Traditionnellement, après les élections municipales, les maires de la métropole accèdent au poste de vice-présidents dans le cadre du premier conseil métropolitain. Cependant, la nouvelle maire de Toulon, Josée Massi, a décidé de prendre un autre chemin.
« Je ne suis pas au courant de ce qui se passe en coulisses », se justifiait un conseiller municipal de la majorité lors du conseil municipal du 3 avril, comme rapporté par Valeurs Actuelles. Selon Isabelle Bonnefoy, directrice de cabinet de la maire, il est trop tôt pour parler. Le premier adjoint de Toulon, Julien Orlandini, a laissé entendre que des annonces seraient faites lors du conseil métropolitain prévu le 9 avril concernant l’élection du président et des vice-présidents de Toulon Provence Méditerranée (TPM).
Le conseil métropolitain comprend 89 conseillers électoralement désignés, représentant les douze communes de TPM. Leur rôle est de débattre et de voter sur les décisions déterminantes pour le futur du territoire. Ils sont également chargés d'élire le président et les vice-présidents.
Pour l’instant, un seul candidat s’affiche pour la présidence : Laure Lavalette, candidate du RN à la mairie de Toulon, ne semble pas encore avoir pris de décision définitive.

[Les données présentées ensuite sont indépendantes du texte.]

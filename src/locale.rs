use std::fmt;
use std::str::FromStr;

/// Language of the fixed interface copy.
#[derive(Debug, Clone, Copy, Default, PartialEq, Eq, serde::Serialize, serde::Deserialize)]
#[serde(rename_all = "lowercase")]
pub enum Locale {
    #[default]
    Ja,
    En,
}

#[derive(Debug, thiserror::Error, PartialEq, Eq)]
#[error("unknown locale `{0}` (expected `ja` or `en`)")]
pub struct UnknownLocale(pub String);

impl FromStr for Locale {
    type Err = UnknownLocale;

    fn from_str(value: &str) -> Result<Self, Self::Err> {
        match value.trim().to_ascii_lowercase().as_str() {
            "ja" | "ja-jp" | "japanese" => Ok(Self::Ja),
            "en" | "en-us" | "en-gb" | "english" => Ok(Self::En),
            _ => Err(UnknownLocale(value.to_string())),
        }
    }
}

impl fmt::Display for Locale {
    fn fmt(&self, f: &mut fmt::Formatter<'_>) -> fmt::Result {
        match self {
            Self::Ja => f.write_str("ja"),
            Self::En => f.write_str("en"),
        }
    }
}

/// Static interface strings for one locale.
#[derive(Debug, Clone, Copy, PartialEq, Eq)]
pub struct UiText {
    pub title: &'static str,
    pub subtitle: &'static str,
    pub footer: &'static str,
    pub explanation_heading: &'static str,
    pub ruling_heading: &'static str,
    pub next_question: &'static str,
    pub see_results: &'static str,
    pub finished_heading: &'static str,
    pub your_score: &'static str,
    pub restart: &'static str,
    pub correct: &'static str,
    pub incorrect: &'static str,
    pub answer_prompt: &'static str,
    pub invalid_choice: &'static str,
}

const JA: UiText = UiText {
    title: "Magic: The Gathering",
    subtitle: "ルールクイズ",
    footer: "架空のカードとリリースノートを基にしたクイズです。",
    explanation_heading: "解説",
    ruling_heading: "関連ルール",
    next_question: "次の問題へ",
    see_results: "結果を見る",
    finished_heading: "クイズ終了",
    your_score: "あなたのスコア:",
    restart: "もう一度挑戦する",
    correct: "正解！",
    incorrect: "不正解",
    answer_prompt: "番号を入力してください",
    invalid_choice: "選択肢の番号を入力してください。",
};

const EN: UiText = UiText {
    title: "Magic: The Gathering",
    subtitle: "Rules Quiz",
    footer: "Questions are based on fictional cards and their release notes.",
    explanation_heading: "Explanation",
    ruling_heading: "Related ruling",
    next_question: "Next question",
    see_results: "See results",
    finished_heading: "Quiz complete",
    your_score: "Your score:",
    restart: "Try again",
    correct: "Correct!",
    incorrect: "Incorrect",
    answer_prompt: "Enter an option number",
    invalid_choice: "Please enter one of the listed option numbers.",
};

impl Locale {
    pub fn text(self) -> &'static UiText {
        match self {
            Self::Ja => &JA,
            Self::En => &EN,
        }
    }
}

#[cfg(test)]
mod tests {
    use super::*;

    #[test]
    fn parses_known_locales() {
        assert_eq!("ja".parse::<Locale>(), Ok(Locale::Ja));
        assert_eq!(" EN ".parse::<Locale>(), Ok(Locale::En));
        assert_eq!("en-US".parse::<Locale>(), Ok(Locale::En));
    }

    #[test]
    fn rejects_unknown_locale() {
        assert_eq!(
            "fr".parse::<Locale>(),
            Err(UnknownLocale("fr".to_string()))
        );
    }

    #[test]
    fn japanese_is_default() {
        assert_eq!(Locale::default(), Locale::Ja);
        assert_eq!(Locale::default().text().see_results, "結果を見る");
    }

    #[test]
    fn display_matches_parse_input() {
        for locale in [Locale::Ja, Locale::En] {
            assert_eq!(locale.to_string().parse::<Locale>(), Ok(locale));
        }
    }
}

En parallèle, Jean-Louis Masson, président du département, ne s'opposera pas à Josée Massi, ce qui laisse entendre des accords tacites pour une répartition équilibrée des responsabilités sans antagonismes ouverts.
Une vice-présidence RN inenvisageable
Historiquement, chaque maire des douze communes de TPM reçoit une vice-présidence, garantissant ainsi la représentation de toutes les voix. Pourtant, la maire Massi semble vouloir changer cette dynamique. « Il est impensable pour elle d’intégrer un vice-président d’étiquette RN, même élu démocratiquement », s’indigne Laure Lavalette dans un café surplombant le port de plaisance.
Josée Massi pourrait tenter de faire passer son choix controversé en proposant d'accroître les prérogatives de la Conférence des maires, un organe consultatif qui vise à améliorer la coordination entre les politiques locales et les orientations métropolitaines. Selon Amaury Navarranne, conseiller municipal RN, cet organe, bien que non décisionnel, facilite une approche collaborative.
Lors de son élection, Massi a promis une majorité constructive et un débat inclusif, veillant « à ce que personne ne soit laissé pour compte ».
Dénis de démocratie ?
Les récentes discussions sur la gouvernance de la métropole soulevées dans les médias interpellent sur la nature même de notre démocratie local. « Ce n’est pas en contournant les règles démocratiques qu’on fait disparaître des idées », rappelle Magali Turbatte, ancienne adjointe à la mairie de Toulon. Avec des manœuvres en cours pour marginaliser certains élus, la crainte d’un affaiblissement des principes démocratiques se renforce.
Il est essentiel de ne pas oublier que la gouvernance doit représenter le territoire dans toute sa diversité d’opinions. Ignorer l’existence de certaines voix, quel que soit le contexte, ne fait que creuser des fossés plus profonds dans le paysage politique local.
Le verdict final est donc attendu lors du conseil du 9 avril. Une date qui pourrait sceller l'avenir politique de Toulon pour les années à venir.